At any time, most cancer patients are receiving a treatment that does not significantly benefit them while enduring bodily and financial toxicity. Aiming to guide each patient to the most optimal treatment, precision medicine has been expanding from genetic mutations to other drivers of clinical outcome. There has been a concerted effort to create “avatars” of patient tumors for testing and selecting therapies before administering them into patients.
A recently published Cancer Cell paper, which represents several National Cancer Institute consortia and includes key opinion leaders from both the research and clinical sectors in the United States and Europe, laid out the vision for next-generation, functional precision medicine by recommending measures to enable 3D patient tumor avatars (3D-PTAs) to guide treatment decisions in the clinic. According to Dr. Xiling Shen, the corresponding author of this article and the chief scientific officer of the Terasaki Institute for Biomedical Innovation, the power of 3D-PTAs, which include patient-derived organoids, 3D bioprinting, and microscale models, lie in their accurate real-life depiction of a tumor with its microenvironment and their speed and scalability to test and predict the efficacy of prospective therapeutic drugs. To fully realize this aim and maximize clinical accuracy, however, many steps are needed to standardize methods and criteria, design clinical trials, and incorporate complete patient data for the best possible outcome in personalized care.
The use of such tools and resources can involve a great variety of materials, methods, and handling of data, however, and to ensure the accuracy and integrity for any clinical decision making, major efforts are needed to aggregate, standardize, and validate the uses of 3D-PTAs. Attempts by the National Cancer Institute’s Patient-Derived Models of Cancer Consortium and other groups have initiated official protocol standardizations, and much work needs to be done.

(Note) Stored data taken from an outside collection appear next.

//! outbound notifications: credit-limit alerts and statement reminders.
//!
//! Delivery goes through the [`Messenger`] collaborator. Nothing in this
//! module retries; a failed delivery is reported to the caller of the
//! messenger and the trigger decides whether it is swallowed.

pub mod recipients;
pub mod trigger;

use std::sync::Mutex;

use chrono::NaiveDate;
use serde::{Deserialize, Serialize};
use tracing::info;

use crate::decimal::{Money, Percent};
use crate::errors::NotifyError;
use crate::types::{CardId, StatementId};

pub use recipients::RecipientResolver;
pub use trigger::{NotificationOutcome, NotificationTrigger, ReminderOptions};

/// message handed to the messenger
#[derive(Debug, Clone, PartialEq, Serialize, Deserialize)]
#[serde(tag = "kind", rename_all = "snake_case")]
pub enum Notification {
    CreditLimitAlert {
        to: Vec<String>,
        card_id: CardId,
        card_name: String,
        limit: Money,
        used: Money,
        available: Money,
        usage_percent: Percent,
    },
    StatementReminder {
        to: Vec<String>,
        card_id: CardId,
        statement_id: StatementId,
        card_name: String,
        due_date: NaiveDate,
        /// due date rendered with the configured date format
        due_date_display: String,
        total: Money,
        statement_url: String,
    },
}

impl Notification {
    pub fn kind(&self) -> &'static str {
        match self {
            Notification::CreditLimitAlert { .. } => "credit_limit_alert",
            Notification::StatementReminder { .. } => "statement_reminder",
        }
    }

    pub fn recipients(&self) -> &[String] {
        match self {
            Notification::CreditLimitAlert { to, .. } => to,
            Notification::StatementReminder { to, .. } => to,
        }
    }

    pub fn card_id(&self) -> CardId {
        match self {
            Notification::CreditLimitAlert { card_id, .. } => *card_id,
            Notification::StatementReminder { card_id, .. } => *card_id,
        }
    }

    pub fn subject(&self) -> String {
        match self {
            Notification::CreditLimitAlert {
                card_name,
                usage_percent,
                ..
            } => format!("{card_name}: {} of the credit limit used", usage_percent.round_dp(2)),
            Notification::StatementReminder {
                card_name,
                due_date_display,
                ..
            } => format!("{card_name}: statement due on {due_date_display}"),
        }
    }

    pub fn to_json(&self) -> Result<String, NotifyError> {
        Ok(serde_json::to_string(self)?)
    }
}

/// outbound delivery collaborator
pub trait Messenger: Send + Sync {
    fn deliver(&self, notification: &Notification) -> Result<(), NotifyError>;
}

/// messenger that keeps every delivered message in memory
#[derive(Default)]
pub struct Outbox {
    sent: Mutex<Vec<Notification>>,
    failure: Option<String>,
}

impl Outbox {
    pub fn new() -> Self {
        Self::default()
    }

    /// outbox whose every delivery fails with `reason`
    pub fn failing(reason: impl Into<String>) -> Self {
        Self {
            sent: Mutex::new(Vec::new()),
            failure: Some(reason.into()),
        }
    }

    pub fn messages(&self) -> Vec<Notification> {
        self.sent
            .lock()
            .map(|sent| sent.clone())
            .unwrap_or_default()
    }
}

impl Messenger for Outbox {
    fn deliver(&self, notification: &Notification) -> Result<(), NotifyError> {
        if let Some(reason) = &self.failure {
            return Err(NotifyError::Delivery {
                message: reason.clone(),
            });
        }
        let mut sent = self.sent.lock().map_err(|_| NotifyError::Delivery {
            message: "outbox lock poisoned".to_string(),
        })?;
        sent.push(notification.clone());
        Ok(())
    }
}

/// messenger used when no delivery backend is configured; logs the payload
#[derive(Debug, Default, Clone, Copy)]
pub struct LogMessenger;

impl Messenger for LogMessenger {
    fn deliver(&self, notification: &Notification) -> Result<(), NotifyError> {
        let payload = notification.to_json()?;
        info!(
            kind = notification.kind(),
            card_id = %notification.card_id(),
            recipients = notification.recipients().len(),
            subject = %notification.subject(),
            payload = %payload,
            "notification not delivered, no messenger configured"
        );
        Ok(())
    }
}

#[cfg(test)]
mod tests {
    use super::*;
    use uuid::Uuid;

    fn reminder() -> Notification {
        Notification::StatementReminder {
            to: vec!["ana@example.com".to_string()],
            card_id: Uuid::nil(),
            statement_id: Uuid::nil(),
            card_name: "Nubank".to_string(),
            due_date: NaiveDate::from_ymd_opt(2024, 2, 10).unwrap(),
            due_date_display: "10/02/2024".to_string(),
            total: Money::from_cents(33_334),
            statement_url: "http://localhost:3000/cards/x/statements/y".to_string(),
        }
    }

    #[test]
    fn test_payload_is_tagged_json() {
        let json = reminder().to_json().unwrap();
        let value: serde_json::Value = serde_json::from_str(&json).unwrap();
        assert_eq!(value["kind"], "statement_reminder");
        assert_eq!(value["total"], "333.34");
        assert_eq!(value["due_date"], "2024-02-10");
        assert_eq!(reminder().subject(), "Nubank: statement due on 10/02/2024");
    }

    #[test]
    fn test_outbox_records_and_fails() {
        let outbox = Outbox::new();
        outbox.deliver(&reminder()).unwrap();
        assert_eq!(outbox.messages(), vec![reminder()]);

        let broken = Outbox::failing("smtp down");
        assert!(matches!(broken.deliver(&reminder()), Err(NotifyError::Delivery { .. })));
        assert!(broken.messages().is_empty());

        assert!(LogMessenger.deliver(&reminder()).is_ok());
    }
}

The authors emphasize that in addition to unifying and standardizing protocols over a widespread number of research facilities, there must be quantification using validated software pipelines, and information must be codified and shared amongst all the research groups involved. They also recommend that more extensive and far-reaching clinical patient profile be compiled, which encompass every facet of a patient’s history, including not only medical, but demographic information as well; these are important factors in patient outcome. To achieve standardization in this regard, regulatory infrastructure provided by the National Institutes of Health and other institutes and journals must also be included to allow reliable global data sharing and access.
Clinical trials are also a major part of the 3D-PTA effort, and to date, studies have been conducted to examine clinical trial workflows and turnaround times using 3D-PTA. The authors advise innovative clinical trial designs that can help with selecting patients for specific trials or custom treatments, especially when coupled with the patient’s clinical and demographic information.
Combining these patient omics profiles with information in 3D-PTA functional data libraries can be facilitated by well-defined computational pipelines, and the authors advocate the utilization of relevant consortia, such as NCI Patient-Derived Model of Cancer Program, PDXnet, Tissue Engineering Collaborative, and Cancer Systems Biology Centers as well as European research infrastructure such as INFRAFRONTIER, EuroPDX)
Integrating data from existing 3D-PTA initiatives, consortia, and biobanks with omics profiles can bring precision medicine to a new level, providing enhanced vehicles for making optimum choices among approved therapeutic drugs, as well as investigational, alternative, non-chemotherapeutic drugs. It can also provide solutions for patients experiencing drug resistance and expand opportunities for drug repurposing.
“The integration of the 3D-PTA platform is a game-changing tool for oncological drug development,” said Ali Khademhosseini, Director and CEO for the Terasaki Institute for Biomedical Innovation. “We must combine it in a robust fashion with existing cancer genomics to produce the most powerful paradigm for precision oncology.”